# General > Biodiversity >  Seal...

## BrianW

This is probably just an everyday thing for you, but I saw my first wild seal the other week. It was hunting around Dunbeath Harbour..

----------


## Mackerel

Wonderful critters, are they not?
Yes, you will see them often around the Caithness coast, but always a joyful sight.  This time of year they haul up among the boulders and sing.  Get yourself a wetsuit, go for a dip, and they will join you - swimming smoothly alongside and under you; big, intelligent, whiskery faces peering and wondering what kind of clumsy visitor this might be.

----------


## Fulmar

Yes, they are wonderful and they are having their pups just now- always a joy to see and the noise from the beach is haunting.

----------


## Anfield

Make the most of these beautiful mammals before the local fishermen and salmon farms start shooting them

----------


## Fulmar

There are no salmon farms in Caithness and it is thankfully rare for there to be reports of a shot seal and when there is one, it makes the local paper. I've been watching/enjoying seeing the seals around where I live for over 30 years now without any such problem.

----------


## Anfield

> There are no salmon farms in Caithness and it is thankfully rare for there to be reports of a shot seal and when there is one, it makes the local paper. I've been watching/enjoying seeing the seals around where I live for over 30 years now without any such problem.
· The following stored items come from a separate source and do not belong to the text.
impl<V: Clone> TieredCache<V> {
    /// Look up `key`, near tier first.
    ///
    /// A far-tier hit is copied into the near tier without a TTL and is
    /// reported with the far tier's metadata.
    pub fn get(&self, key: &str) -> Option<TieredHit<V>> {
        self.counters.record_request();

        let near_hit = mutex_lock(&self.near, SOURCE, "get.near").get(key);
        if let Some(hit) = near_hit {
            self.counters.record_near_hit();
            counter!(METRIC_HIT, "tier" => Tier::Near.as_str()).increment(1);
            return Some(TieredHit {
                value: hit.value,
                tier: Tier::Near,
                metadata: hit.metadata,
            });
        }

        let far_hit = mutex_lock(&self.far, SOURCE, "get.far").get(key);
        match far_hit {
            Some(hit) => {
                let evicted =
                    mutex_lock(&self.near, SOURCE, "get.promote").put(key, hit.value.clone(), 0);
                if evicted.is_some() {
                    counter!(METRIC_EVICT, "tier" => Tier::Near.as_str()).increment(1);
                }
                self.counters.record_far_hit();
                counter!(METRIC_HIT, "tier" => Tier::Far.as_str()).increment(1);
                counter!(METRIC_PROMOTION).increment(1);
                Some(TieredHit {
                    value: hit.value,
                    tier: Tier::Far,
                    metadata: hit.metadata,
                })
            }
            None => {
                self.counters.record_miss();
                counter!(METRIC_MISS).increment(1);
                None
            }
        }
    }

    /// Live entries of each tier, most recently used first.
    pub fn contents(&self) -> TieredContents<V> {
        let near = mutex_lock(&self.near, SOURCE, "contents.near").entries();
        let far = mutex_lock(&self.far, SOURCE, "contents.far").entries();
        TieredContents { near, far }
    }
}

#[cfg(test)]
mod tests {
    use std::panic::{AssertUnwindSafe, catch_unwind};
    use std::sync::Arc;
    use std::thread;

    use super::*;

    fn keys(entries: &[EntrySnapshot<u32>]) -> Vec<&str> {
        entries.iter().map(|entry| entry.key.as_str()).collect()
    }

    #[test]
    fn zero_capacity_is_rejected_at_construction() {
        assert!(TieredCache::<u32>::new(0, 10).is_err());
        assert!(TieredCache::<u32>::new(10, 0).is_err());
    }

    #[test]
    fn put_writes_through_to_both_tiers() {
        let cache = TieredCache::new(2, 3).expect("cache");
        cache.put("a", 1, 0);

        let contents = cache.contents();
        assert_eq!(keys(&contents.near), vec!["a"]);
        assert_eq!(keys(&contents.far), vec!["a"]);
    }

    #[test]
    fn far_hit_is_promoted_into_near() {
        let cache = TieredCache::new(1, 2).expect("cache");
        cache.put("a", 1, 0);
        cache.put("b", 2, 0);

        let first = cache.get("a").expect("far hit");
        assert_eq!(first.tier, Tier::Far);
        assert_eq!(first.value, 1);

        let second = cache.get("a").expect("near hit");
        assert_eq!(second.tier, Tier::Near);
    }

    #[test]
    fn promotion_drops_the_ttl() {
        let cache = TieredCache::new(1, 2).expect("cache");
        cache.put("a", 1, 60);
        cache.put("b", 2, 60);

        let far = cache.get("a").expect("far hit");
        assert!(far.metadata.ttl_remaining.is_some());

        let near = cache.get("a").expect("near hit");
        assert_eq!(near.tier, Tier::Near);
        assert!(near.metadata.never_expires());
    }

    #[test]
    fn hit_rate_counts_every_request_once() {
        let cache = TieredCache::new(1, 2).expect("cache");
        cache.put("a", 1, 0);
        cache.put("b", 2, 0);

        assert_eq!(cache.get("b").map(|hit| hit.tier), Some(Tier::Near));
        assert_eq!(cache.get("a").map(|hit| hit.tier), Some(Tier::Far));
        assert!(cache.get("x").is_none());
        assert!(cache.get("y").is_none());

        let stats = cache.stats();
        assert_eq!(stats.overall.requests, 4);
        assert_eq!(stats.overall.hits, 2);
        assert_eq!(stats.overall.misses, 2);
        assert_eq!(stats.overall.hit_rate, 50.0);
        assert_eq!(stats.near_cache.hits, 1);
        assert_eq!(stats.near_cache.hit_rate, 25.0);
        assert_eq!(stats.far_cache.hits, 1);
        assert_eq!(stats.far_cache.hit_rate, 25.0);
    }

    #[test]
    fn delete_reports_presence_in_either_tier() {
        let cache = TieredCache::new(1, 3).expect("cache");
        cache.put("a", 1, 0);
        cache.put("b", 2, 0);

        assert!(cache.delete("a"));
        assert!(!cache.delete("a"));
        assert!(cache.delete("b"));
        assert!(cache.get("b").is_none());
    }

    #[test]
    fn walkthrough_with_small_tiers() {
        let cache = TieredCache::new(2, 3).expect("cache");
        cache.put("a", 1, 0);
        cache.put("b", 2, 0);
        cache.put("c", 3, 0);

        let contents = cache.contents();
        assert_eq!(keys(&contents.near), vec!["c", "b"]);
        assert_eq!(keys(&contents.far), vec!["c", "b", "a"]);

        assert_eq!(cache.get("a").map(|hit| hit.tier), Some(Tier::Far));
        let contents = cache.contents();
        assert_eq!(keys(&contents.near), vec!["a", "c"]);
        assert_eq!(keys(&contents.far), vec!["a", "c", "b"]);

        cache.clear();
        let contents = cache.contents();
        assert!(contents.near.is_empty());
        assert!(contents.far.is_empty());

        let stats = cache.stats();
        assert_eq!(stats.overall.requests, 0);
        assert_eq!(stats.overall.hits, 0);
        assert_eq!(stats.overall.misses, 0);
        assert_eq!(stats.near_cache.size, 0);
        assert_eq!(stats.far_cache.size, 0);
    }

    #[test]
    fn resize_discards_entries_of_the_resized_tier() {
        let cache = TieredCache::new(5, 10).expect("cache");
        for (n, key) in ["a", "b", "c", "d", "e"].into_iter().enumerate() {
            cache.put(key, n as u32, 0);
        }

        let snapshot = cache.set_capacity(Some(1), None, false).expect("resize");
        assert_eq!(
            snapshot,
            CapacitySnapshot {
                near_capacity: 1,
                far_capacity: 10,
            }
        );

        let stats = cache.stats();
        assert_eq!(stats.near_cache.size, 0);
        assert_eq!(stats.far_cache.size, 5);
    }

    #[test]
    fn resize_validates_before_touching_any_tier() {
        let cache = TieredCache::new(2, 4).expect("cache");
        cache.put("a", 1, 0);

        let err = cache.set_capacity(Some(3), Some(0), true).expect_err("zero far");
        assert!(matches!(err, CacheError::InvalidCapacity { .. }));
        assert!(cache.set_capacity(None, None, true).is_err());

        assert_eq!(
            cache.capacity(),
            CapacitySnapshot {
                near_capacity: 2,
                far_capacity: 4,
            }
        );
        assert_eq!(cache.stats().near_cache.size, 1);
    }

    #[test]
    fn resize_can_reset_stats() {
        let cache = TieredCache::new(2, 4).expect("cache");
        cache.put("a", 1, 0);
        cache.get("a");
        cache.get("missing");

        cache.set_capacity(None, Some(8), false).expect("resize");
        assert_eq!(cache.stats().overall.requests, 2);

        cache.set_capacity(None, Some(8), true).expect("resize");
        assert_eq!(cache.stats().overall.requests, 0);
    }

    #[test]
    fn sweep_reports_removals_per_tier() {
        let cache = TieredCache::new(2, 4).expect("cache");
        cache.put("a", 1, 30);
        cache.put("b", 2, 30);
        cache.put("c", 3, 0);
        cache.put("d", 4, 30);

        mutex_lock(&cache.near, SOURCE, "test").expire_now("d");
        for key in ["a", "b", "d"] {
            mutex_lock(&cache.far, SOURCE, "test").expire_now(key);
        }

        let report = cache.sweep_expired();
        assert_eq!(
            report,
            SweepReport {
                near_removed: 1,
                far_removed: 3,
                total: 4,
            }
        );
    }

    #[test]
    fn expired_near_entry_falls_through_to_far() {
        let cache = TieredCache::new(2, 2).expect("cache");
        cache.put("a", 1, 30);
        mutex_lock(&cache.near, SOURCE, "test").expire_now("a");

        let hit = cache.get("a").expect("far copy still live");
        assert_eq!(hit.tier, Tier::Far);
    }

    #[test]
    fn recovers_from_poisoned_tier_lock() {
        let cache = TieredCache::new(2, 2).expect("cache");

        let _ = catch_unwind(AssertUnwindSafe(|| {
            let _guard = cache.near.lock().expect("near lock should be acquired");
            panic!("poison near tier lock");
        }));

        cache.put("a", 1, 0);
        assert_eq!(cache.get("a").map(|hit| hit.tier), Some(Tier::Near));
    }

    #[test]
    fn concurrent_promotions_do_not_lose_counts() {
        let cache = Arc::new(TieredCache::new(1, 8).expect("cache"));
        for n in 0..8u32 {
            cache.put(&format!("k{n}"), n, 0);
        }

        let workers: Vec<_> = (0..4)
            .map(|worker| {
                let cache = Arc::clone(&cache);
                thread::spawn(move || {
                    for round in 0..250u32 {
                        let key = format!("k{}", (round + worker) % 8);
                        assert!(cache.get(&key).is_some());
                    }
                })
            })
            .collect();
        for worker in workers {
            worker.join().expect("worker thread");
        }

        let stats = cache.stats();
        assert_eq!(stats.overall.requests, 1000);
        assert_eq!(stats.overall.hits, 1000);
        assert_eq!(stats.overall.misses, 0);
        assert_eq!(stats.near_cache.size, 1);
    }
}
The seal pictured in the photograph in this article https://www.heraldscotland.com/news/...rotect-salmon/ was found in Murkle Bay Caithness

----------


## mi16

> The seal pictured in the photograph in this article https://www.heraldscotland.com/news/...rotect-salmon/ was found in Murkle Bay Caithness



They are never gonna survive.
Unless.
They get a little crazy

----------


## Fulmar

Like I said, it makes the paper when it happens.

----------